Aligning models to user intentions
A model like GPT3 needs to be fine-tuned, specifically, instruction-tuned, for alignment with its users. This is done in a supervised manner with several human curated prompt-response pairs, teaching the model to answer questions, adhere to guardrails like avoiding toxic, harmful and biased outputs. This, along with RLHF, is exactly what OpenAI did to create their InstructGPT models. These models performed much better than the base GPT3 model.
And ChatGPT is a sibling of InstructGPT, with stronger alignment from RLHF.
Prompt
Explain the moon landing to a 6 year old in a few sentences.
InstructGPT Completion
People went to the moon, and they took pictures of what they saw, and sent them back to the earth so we could all see them.We’ve trained language models that are much better at following user intentions than GPT-3 while also making them more truthful and less toxic, using techniques developed through our alignment research. These InstructGPT models, which are trained with humans in the loop, are now deployed as the default language models on our API.
More fine-tuning?
Last week, OpenAI announced a fine-tuning API for chatGPT model to further improve quality and help with aspects like latency and costs.
Why do we need more fine-tuning? Is this the end of prompt engineering?
Firstly, this fine-tuning step is more pertaining to the “last-mile” application-specific use-case than broader aspects like instruction tuning. This could be having it generate outputs with a specific company brand voice or teach it a new task similar to in-context learning. In-fact fine-tuning here is an extension of in-context learning (prompt engineering), in the sense that we are giving the model way more examples of input-output pairs and giving it the freedom to change it’s parameters in order to fully learn them.

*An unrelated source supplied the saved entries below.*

// SPDX-License-Identifier: AGPL-3.0
// End-to-end tests: a real server and client talking over loopback.

use lanwire_core::{
    EngineError, EngineEvent, TransferDirection, TransferEngine, TransferStatus,
};
use std::path::PathBuf;
use std::time::Duration;
use tokio::sync::broadcast;
use tokio::time::timeout;

struct Receiver {
    engine: TransferEngine,
    port: u16,
    download_dir: PathBuf,
    _config: tempfile::TempDir,
    _downloads: tempfile::TempDir,
}

/// Start a receiver engine on an ephemeral port
async fn start_receiver(trusted: Vec<String>) -> Receiver {
    let config = tempfile::tempdir().unwrap();
    let downloads = tempfile::tempdir().unwrap();

    let engine = TransferEngine::with_config_dir(config.path()).unwrap();
    let mut settings = engine.get_settings();
    settings.port = 0;
    settings.download_dir = downloads.path().to_path_buf();
    settings.trusted_hosts = trusted;
    engine.update_settings(settings).await.unwrap();

    let port = engine.start_server().await.unwrap();

    Receiver {
        engine,
        port,
        download_dir: downloads.path().to_path_buf(),
        _config: config,
        _downloads: downloads,
    }
}

fn sender_engine() -> (tempfile::TempDir, TransferEngine) {
    let config = tempfile::tempdir().unwrap();
    let engine = TransferEngine::with_config_dir(config.path()).unwrap();
    (config, engine)
}

fn write_file(dir: &tempfile::TempDir, name: &str, content: &[u8]) -> PathBuf {
    let path = dir.path().join(name);
    std::fs::write(&path, content).unwrap();
    path
}

/// Wait for the next transfer-request event
async fn next_request(rx: &mut broadcast::Receiver<EngineEvent>) -> String {
    timeout(Duration::from_secs(5), async {
        loop {
            if let EngineEvent::TransferRequest { transfer } = rx.recv().await.unwrap() {
                return transfer.id;
            }
        }
    })
    .await
    .expect("no transfer request observed")
}

#[tokio::test]
async fn trusted_sender_transfers_without_a_decision() {
    let receiver = start_receiver(vec!["127.0.0.1".to_string()]).await;
    let (sender_dir, sender) = sender_engine();
    let source = write_file(&sender_dir, "x.jpg", &vec![7u8; 1_048_576]);

    let mut events = receiver.engine.subscribe();

    let transfer_id = sender
        .send_files("127.0.0.1", receiver.port, vec![source])
        .await
        .unwrap();

    // The file landed intact
    let received = std::fs::read(receiver.download_dir.join("x.jpg")).unwrap();
    assert_eq!(received.len(), 1_048_576);

    // Never entered pending
    assert!(receiver.engine.pending_transfers().await.is_empty());

    // Both sides recorded a completed transfer
    let receiver_history = receiver.engine.transfer_history();
    assert_eq!(receiver_history.len(), 1);
    assert_eq!(receiver_history[0].id, transfer_id);
    assert_eq!(receiver_history[0].status, TransferStatus::Completed);
    assert_eq!(receiver_history[0].direction, TransferDirection::Received);
    assert_eq!(receiver_history[0].bytes_transferred, 1_048_576);
    assert_eq!(receiver_history[0].total_size, 1_048_576);

    let sender_history = sender.transfer_history();
    assert_eq!(sender_history.len(), 1);
    assert_eq!(sender_history[0].status, TransferStatus::Completed);
    assert_eq!(sender_history[0].direction, TransferDirection::Sent);

    // A completion event was broadcast
    let completed = timeout(Duration::from_secs(5), async {
        loop {
            if let EngineEvent::TransferComplete { transfer_id } = events.recv().await.unwrap() {
                return transfer_id;
            }
        }
    })
    .await
    .unwrap();
    assert_eq!(completed, transfer_id);
}

#[tokio::test]
async fn untrusted_sender_waits_for_acceptance() {
    let receiver = start_receiver(vec![]).await;
    let (sender_dir, sender) = sender_engine();
    let source = write_file(&sender_dir, "notes.txt", b"meeting at noon");

    let mut events = receiver.engine.subscribe();
    let port = receiver.port;

    let send_task = tokio::spawn(async move {
        sender
            .send_files("127.0.0.1", port, vec![source])
            .await
            .map(|id| (sender, id))
    });

    let transfer_id = next_request(&mut events).await;
    assert_eq!(receiver.engine.pending_transfers().await.len(), 1);

    let token = receiver.engine.accept_transfer(&transfer_id).await.unwrap();
    assert!(!token.is_empty());

    let (sender, sent_id) = send_task.await.unwrap().unwrap();
    assert_eq!(sent_id, transfer_id);

    let received = std::fs::read(receiver.download_dir.join("notes.txt")).unwrap();
    assert_eq!(received, b"meeting at noon");
    assert_eq!(sender.transfer_history()[0].status, TransferStatus::Completed);
}

#[tokio::test]
async fn rejection_reaches_the_sender() {
    let receiver = start_receiver(vec![]).await;
    let (sender_dir, sender) = sender_engine();
    let source = write_file(&sender_dir, "secret.bin", b"nope");

    let mut events = receiver.engine.subscribe();
    let port = receiver.port;

    let send_task =
        tokio::spawn(async move { sender.send_files("127.0.0.1", port, vec![source]).await });

    let transfer_id = next_request(&mut events).await;
    receiver.engine.reject_transfer(&transfer_id).await.unwrap();

    let result = send_task.await.unwrap();
    assert!(matches!(result, Err(EngineError::Rejected)));

    // Nothing was written and the rejection is in history
    assert!(std::fs::read_dir(&receiver.download_dir)
        .unwrap()
        .next()
        .is_none());
    let history = receiver.engine.transfer_history();
    assert_eq!(history.len(), 1);
    assert_eq!(history[0].status, TransferStatus::Rejected);
}

#[tokio::test]
async fn cancelling_a_pending_transfer_stops_the_sender() {
    let receiver = start_receiver(vec![]).await;
    let (sender_dir, sender) = sender_engine();
    let source = write_file(&sender_dir, "big.bin", &[1u8; 64]);

    let mut events = receiver.engine.subscribe();
    let port = receiver.port;

    let send_task =
        tokio::spawn(async move { sender.send_files("127.0.0.1", port, vec![source]).await });

    let transfer_id = next_request(&mut events).await;
    receiver.engine.cancel_transfer(&transfer_id).await.unwrap();
    // Cancelling again is a harmless no-op
    receiver.engine.cancel_transfer(&transfer_id).await.unwrap();

    let result = send_task.await.unwrap();
    assert!(matches!(result, Err(EngineError::Cancelled)));
}

#[tokio::test]
async fn same_file_name_twice_never_overwrites() {
    let receiver = start_receiver(vec!["127.0.0.1".to_string()]).await;

    for content in [b"first!".as_slice(), b"second".as_slice()] {
        let (sender_dir, sender) = sender_engine();
        let source = write_file(&sender_dir, "a.txt", content);
        sender
            .send_files("127.0.0.1", receiver.port, vec![source])
            .await
            .unwrap();
    }

    assert_eq!(
        std::fs::read(receiver.download_dir.join("a.txt")).unwrap(),
        b"first!"
    );
    assert_eq!(
        std::fs::read(receiver.download_dir.join("a (1).txt")).unwrap(),
        b"second"
    );
}

#[tokio::test]
async fn directory_send_reconstructs_structure() {
    let receiver = start_receiver(vec!["127.0.0.1".to_string()]).await;
    let (sender_dir, sender) = sender_engine();

    let root = sender_dir.path().join("album");
    std::fs::create_dir_all(root.join("covers")).unwrap();
    std::fs::write(root.join("track01.flac"), b"audio-1").unwrap();
    std::fs::write(root.join("covers/front.png"), b"image-1").unwrap();

    sender
        .send_directory("127.0.0.1", receiver.port, &root)
        .await
        .unwrap();

    assert_eq!(
        std::fs::read(receiver.download_dir.join("track01.flac")).unwrap(),
        b"audio-1"
    );
    assert_eq!(
        std::fs::read(receiver.download_dir.join("covers/front.png")).unwrap(),
        b"image-1"
    );
}

#[tokio::test]
async fn transfers_from_two_senders_proceed_independently() {
    let receiver = start_receiver(vec![]).await;
    let mut events = receiver.engine.subscribe();
    let port = receiver.port;

    let (dir_a, sender_a) = sender_engine();
    let source_a = write_file(&dir_a, "a.bin", &[0xaau8; 256]);
    let task_a =
        tokio::spawn(async move { sender_a.send_files("127.0.0.1", port, vec![source_a]).await });

    let id_a = next_request(&mut events).await;

    let (dir_b, sender_b) = sender_engine();
    let source_b = write_file(&dir_b, "b.bin", &[0xbbu8; 256]);
    let task_b =
        tokio::spawn(async move { sender_b.send_files("127.0.0.1", port, vec![source_b]).await });

    let id_b = next_request(&mut events).await;

    // Decide B first; A stays pending and unaffected
    receiver.engine.accept_transfer(&id_b).await.unwrap();
    task_b.await.unwrap().unwrap();
    assert!(receiver.download_dir.join("b.bin").exists());

    let pending = receiver.engine.pending_transfers().await;
    assert_eq!(pending.len(), 1);
    assert_eq!(pending[0].id, id_a);

    receiver.engine.accept_transfer(&id_a).await.unwrap();
    task_a.await.unwrap().unwrap();
    assert!(receiver.download_dir.join("a.bin").exists());

    assert_eq!(receiver.engine.transfer_history().len(), 2);
}

#[tokio::test]
async fn accept_all_decides_every_pending_transfer() {
    let receiver = start_receiver(vec![]).await;
    let mut events = receiver.engine.subscribe();
    let port = receiver.port;

    let mut tasks = Vec::new();
    for name in ["one.txt", "two.txt"] {
        let (dir, sender) = sender_engine();
        let source = write_file(&dir, name, b"payload");
        tasks.push(tokio::spawn(async move {
            let result = sender.send_files("127.0.0.1", port, vec![source]).await;
            drop(dir);
            result
        }));
    }

    next_request(&mut events).await;
    next_request(&mut events).await;

    let accepted = receiver.engine.accept_all_transfers().await;
    assert_eq!(accepted.len(), 2);

    for task in tasks {
        task.await.unwrap().unwrap();
    }
    assert!(receiver.download_dir.join("one.txt").exists());
    assert!(receiver.download_dir.join("two.txt").exists());
}

#[tokio::test]
async fn peer_info_and_health_are_served() {
    let receiver = start_receiver(vec![]).await;
    let mut settings = receiver.engine.get_settings();
    settings.device_name = "test-receiver".to_string();
    receiver.engine.update_settings(settings).await.unwrap();

    let (_dir, sender) = sender_engine();
    assert!(sender.check_peer("127.0.0.1", receiver.port).await.unwrap());

    let info = sender.peer_info("127.0.0.1", receiver.port).await.unwrap();
    assert_eq!(info.device_name, "test-receiver");
    assert!(!info.version.is_empty());
}

#[tokio::test]
async fn port_rebind_moves_the_listener() {
    let receiver = start_receiver(vec![]).await;
    let old_port = receiver.port;
    let mut events = receiver.engine.subscribe();

    let mut settings = receiver.engine.get_settings();
    settings.port = 0; // any free port, but a fresh bind
    // Force a rebind by picking a concrete different port
    let probe = std::net::TcpListener::bind("127.0.0.1:0").unwrap();
    settings.port = probe.local_addr().unwrap().port();
    drop(probe);
    receiver.engine.update_settings(settings).await.unwrap();

    let status = receiver.engine.server_status().await;
    assert!(status.running);
    let new_port = status.port.unwrap();
    assert_ne!(new_port, old_port);

    let observed = timeout(Duration::from_secs(5), async {
        loop {
            if let EngineEvent::PortChanged { old_port, new_port } = events.recv().await.unwrap() {
                return (old_port, new_port);
            }
        }
    })
    .await
    .unwrap();
    assert_eq!(observed, (old_port, new_port));

    let (_dir, sender) = sender_engine();
    assert!(sender.check_peer("127.0.0.1", new_port).await.unwrap());
}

Further, as an analogy, consider a blue-eyed freshmen year students walking into his college campus for the first time.
He knows a lot of about the world we live in and from reading books. But he’s not capable of…. following instructions. For the sake of this analogy, this kid is the base/pre-trained model.
With each passing college year and internship, he is learning the ropes of what is expected of him with ‘real-world experience.’ He is being fine-tuned to follow instructions.

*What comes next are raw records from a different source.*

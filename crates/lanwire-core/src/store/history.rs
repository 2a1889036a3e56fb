// SPDX-License-Identifier: AGPL-3.0
// Lanwire - Transfer history persistence
//
// Terminal transfer records, appended in completion order and capped.

use crate::error::{EngineError, EngineResult};
use crate::types::TransferRecord;
use std::fs;
use std::path::PathBuf;
use std::sync::RwLock;

/// Maximum number of history entries to keep
const MAX_HISTORY_ENTRIES: usize = 100;

/// File-backed transfer history
pub struct HistoryStore {
    records: RwLock<Vec<TransferRecord>>,
    file_path: PathBuf,
}

#[derive(serde::Serialize, serde::Deserialize)]
struct HistoryFile {
    records: Vec<TransferRecord>,
}

impl HistoryStore {
    /// Create a history store at the default config location
    pub fn new() -> EngineResult<Self> {
        let file_path = super::default_config_dir()?.join("history.json");
        Self::with_path(file_path)
    }

    /// Create a history store backed by an explicit file path
    pub fn with_path(file_path: PathBuf) -> EngineResult<Self> {
        let records = if file_path.exists() {
            let content = fs::read_to_string(&file_path)
                .map_err(|e| EngineError::FileIo(format!("Failed to read history: {}", e)))?;

            let file: HistoryFile = serde_json::from_str(&content).unwrap_or_else(|e| {
                tracing::warn!("Failed to parse history, starting fresh: {}", e);
                HistoryFile {
                    records: Vec::new(),
                }
            });

            file.records
        } else {
            Vec::new()
        };

        Ok(Self {
            records: RwLock::new(records),
            file_path,
        })
    }

    /// Serialize and write the full document. Called with the write
    /// lock held, so concurrent finalizing transfers cannot interleave
    /// their writes.
    fn persist_locked(&self, records: &[TransferRecord]) -> EngineResult<()> {
        let file = HistoryFile {
            records: records.to_vec(),
        };

        let content = serde_json::to_string_pretty(&file)
            .map_err(|e| EngineError::Persistence(format!("Failed to serialize history: {}", e)))?;

        fs::write(&self.file_path, content)
            .map_err(|e| EngineError::Persistence(format!("Failed to write history: {}", e)))
    }

    /// All records, oldest first
    pub fn list(&self) -> Vec<TransferRecord> {
        self.records.read().unwrap().clone()
    }

    /// Append a terminal record, evicting the oldest beyond the cap
    pub fn add(&self, record: TransferRecord) -> EngineResult<()> {
        let mut records = self.records.write().unwrap();
        records.push(record);

        if records.len() > MAX_HISTORY_ENTRIES {
            let excess = records.len() - MAX_HISTORY_ENTRIES;
            records.drain(0..excess);
        }
        self.persist_locked(&records)
    }

    /// Clear all history
    pub fn clear(&self) -> EngineResult<()> {
        let mut records = self.records.write().unwrap();
        records.clear();
        self.persist_locked(&records)
    }

    /// Number of retained entries
    pub fn count(&self) -> usize {
        self.records.read().unwrap().len()
    }
}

Next, he graduates and lands a job at a prestigious company. On the first day at the job, he is either told or shown how to do his tasks. This is Zero/Few-shot learning with some clever prompt engineering to get him up to speed quickly. However, prompt engineering will only work for simpler tasks that doesn’t require practice.
When the tasks get harder, just telling or showing will not cut it. The final fine-tuning step is where he learns the job by doing it many times over. By now, the fine-tuned employee is an expert at his job and a valuable asset to his company.
Pushing this analogy further, model size, i.e. the number of parameters in the model, is like the IQ of the person doing that task. Large models like GPT-4 are smart enough to learn a task just based on in-context learning but are expensive to employ. Small models (like the Llama-7B) do much better with practice and are cheaper to keep employed.

In addition, fine-tuning and in-context learning are not mutually exclusive. You could totally give a fine-tuned model few-shot examples to further align the model’s behavior with your intentions. In fact, ChatGPT itself is a fine-tuned model using a specific technique called Instruction-tuning, which we’ll talk about later in this post.
If you are wondering how Retrieval-augmented generation compares to fine-tuning, well, RAG is a just an add-on technique to enhance in-context learning, so the same logic above holds. In fact, for a knowledge base that is frequently changing, fine-tuning the model after every change becomes unfeasible.
To summarize, fine-tuning is an investment to make only when you see a clear need for it. It is an investment that requires time and money, and has a longer feedback loop to assess the quality of results compared to in-context learning. Some use-cases for fine-tuning include teaching an LLM your writing style or other complex tasks which is difficult to articulate in a prompt, or where using a model like GPT-4 is prohibitively expensive.